Durante sessão plenária na Assembleia Legislativa de Pernambuco (Alepe), nesta quinta-feira (7), parlamentares debateram a proposta em tramitação na Câmara dos Deputados que pretende equiparar facções criminosas a organizações terroristas. O tema gerou divergências entre os deputados estaduais.
O deputado Coronel Alberto Feitosa (PL) criticou a posição do Governo Federal, que se manifestou contrário ao projeto. Ele direcionou as críticas à ministra das Relações Institucionais, Gleisi Hoffmann, que declarou a oposição do Executivo à proposta.
“Atormentar quem está em casa, impedir a entrada e saída de moradores com barricadas e obrigar comerciantes a pagar pedágio… isso não é terror? Vimos uma ministra dizer que vai trabalhar contra o Congresso Nacional nesse enfrentamento. Isso é absurdo”, afirmou Feitosa.
Em aparte, o deputado Antônio Moraes (PP) apoiou a proposta e citou a operação policial nos complexos do Alemão e da Penha, no Rio de Janeiro, que resultou em 117 mortes, segundo dados divulgados no último dia 28.
“O problema hoje não é mais o Rio, é nacional. Há pessoas de vários estados fazendo estágio com o crime organizado para aplicar depois no Nordeste e Centro-Oeste”, destacou.
Já a deputada Dani Portela (Psol) criticou a operação no Rio e defendeu o uso de planejamento e inteligência no enfrentamento ao crime organizado.
“Na Faria Lima, em São Paulo, foi deflagrada a Operação Carbono Oculto, que atingiu o capital financeiro que financia o crime.
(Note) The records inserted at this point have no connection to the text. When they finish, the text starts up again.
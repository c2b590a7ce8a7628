use codeguardian_core::{GitHubConfig, Issue, PrContext, RetryConfig};
use codeguardian_review::format::CommentFormatter;
use codeguardian_review::github::GitHubClient;
use codeguardian_review::poster::post_issues;
use serde_json::json;
use wiremock::matchers::{body_partial_json, header, method, path};
use wiremock::{Mock, MockServer, ResponseTemplate};

const COMMENTS_PATH: &str = "/repos/octo/todo-app/pulls/7/comments";

fn client(server: &MockServer) -> GitHubClient {
    let config = GitHubConfig {
        api_url: server.uri(),
        token: Some("ghs_test".into()),
        ..GitHubConfig::default()
    };
    let retry = RetryConfig {
        initial_delay_ms: 1,
        max_delay_ms: 2,
        ..RetryConfig::default()
    };
    GitHubClient::new(&config, &retry).unwrap()
}

fn ctx() -> PrContext {
    PrContext {
        owner: "octo".into(),
        repo: "todo-app".into(),
        pull_number: 7,
        head_sha: "abc123".into(),
    }
}

fn formatter() -> CommentFormatter {
    CommentFormatter::new("https://docs.example.com/rules")
}

#[tokio::test]
async fn posts_at_most_the_cap_in_original_order() {
    let server = MockServer::start().await;
    Mock::given(method("POST"))
        .and(path(COMMENTS_PATH))
        .respond_with(ResponseTemplate::new(201).set_body_json(json!({"id": 1})))
        .expect(30)
        .mount(&server)
        .await;

    let issues: Vec<Issue> = (1..=35)
        .map(|line| Issue::new("CQ-4.05", "src/App.jsx", line, format!("issue {line}"), ""))
        .collect();
    let stats = post_issues(&client(&server), &formatter(), &ctx(), &issues, 30).await;

    assert_eq!(stats.posted, 30);
    assert_eq!(stats.skipped, 0);
    assert_eq!(stats.failed, 0);
    assert_eq!(stats.total, 35);
    assert_eq!(stats.capped(), 5);

    let requests = server.received_requests().await.unwrap();
    let lines: Vec<u64> = requests
        .iter()
        .map(|r| {
            let body: serde_json::Value = serde_json::from_slice(&r.body).unwrap();
            body["line"].as_u64().unwrap()
        })
        .collect();
    assert_eq!(lines, (1..=30).collect::<Vec<u64>>());
}

#[tokio::test]
async fn comment_payload_and_headers() {
    let server = MockServer::start().await;
    Mock::given(method("POST"))
        .and(path(COMMENTS_PATH))
        .and(header("authorization", "Bearer ghs_test"))
        .and(header("accept", "application/vnd.github+json"))
        .and(header("x-github-api-version", "2022-11-28"))
        .and(header("user-agent", "codeguardian"))
        .and(body_partial_json(json!({
            "commit_id": "abc123",
            "path": "src/App.jsx",
            "line": 12,
            "side": "RIGHT"
        })))
        .respond_with(ResponseTemplate::new(201))
        .expect(1)
        .mount(&server)
        .await;

    let issues = vec![Issue::new("CQ-4.05", "src/App.jsx", 12, "Index as key", "Use todo.id")];
    let stats = post_issues(&client(&server), &formatter(), &ctx(), &issues, 30).await;
    assert_eq!(stats.posted, 1);

    let requests = server.received_requests().await.unwrap();
    let body: serde_json::Value = serde_json::from_slice(&requests[0].body).unwrap();
    let text = body["body"].as_str().unwrap();
    assert!(text.starts_with("**[CQ-4.05](https://docs.example.com/rules#CQ-4.05-"));
    assert!(text.contains("**Suggestion:** Use todo.id"));
}

#[tokio::test]
async fn invalid_issues_are_skipped_without_requests() {
    let server = MockServer::start().await;
    Mock::given(method("POST"))
        .respond_with(ResponseTemplate::new(201))
        .expect(1)
        .mount(&server)
        .await;

    let issues = vec![
        Issue::new("CQ-1.01", "", 3, "no path", ""),
        Issue::new("CQ-1.01", "a.js", 0, "line zero", ""),
        Issue {
            id: "CQ-1.01".into(),
            path: "a.js".into(),
            line: json!("3"),
            ..Issue::default()
        },
        Issue::new("CQ-1.01", "a.js", 3, "valid", ""),
    ];
    let stats = post_issues(&client(&server), &formatter(), &ctx(), &issues, 30).await;

    assert_eq!(stats.posted, 1);
    assert_eq!(stats.skipped, 3);
    assert_eq!(stats.total, 4);
}

#[tokio::test]
async fn rejected_comment_is_counted_and_posting_continues() {
    let server = MockServer::start().await;
    Mock::given(method("POST"))
        .and(path(COMMENTS_PATH))
        .and(body_partial_json(json!({"line": 2})))
        .respond_with(
            ResponseTemplate::new(422).set_body_json(json!({"message": "line must be part of the diff"})),
        )
        .expect(1)
        .mount(&server)
        .await;
    Mock::given(method("POST"))
        .and(path(COMMENTS_PATH))
        .respond_with(ResponseTemplate::new(201))
        .expect(2)
        .mount(&server)
        .await;

    let issues: Vec<Issue> = (1..=3)
        .map(|line| Issue::new("CQ-3.04", "src/utils.js", line, "naming", ""))
        .collect();
    let stats = post_issues(&client(&server), &formatter(), &ctx(), &issues, 30).await;

    assert_eq!(stats.posted, 2);
    assert_eq!(stats.failed, 1);
    assert_eq!(stats.total, 3);
}

#[tokio::test]
async fn rate_limited_comment_is_retried() {
    let server = MockServer::start().await;
    Mock::given(method("POST"))
        .respond_with(ResponseTemplate::new(429))
        .up_to_n_times(1)
        .expect(1)
        .mount(&server)
        .await;
    Mock::given(method("POST"))
        .respond_with(ResponseTemplate::new(201))
        .expect(1)
        .mount(&server)
        .await;

    let issues = vec![Issue::new("CQ-1.01", "a.js", 1, "m", "")];
    let stats = post_issues(&client(&server), &formatter(), &ctx(), &issues, 30).await;
    assert_eq!(stats.posted, 1);
    assert_eq!(stats.failed, 0);
}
Lá, nenhuma gota de sangue foi derramada”, observou.
Encerrando o debate, a líder do Governo, Socorro Pimentel (União Brasil), elogiou a Polícia Civil de Pernambuco pela prisão de um chefe do Comando Vermelho no Sertão do Araripe.
“Vivemos um cenário de vulnerabilidade preocupante, com ramificações dessas facções em diversos locais”, afirmou.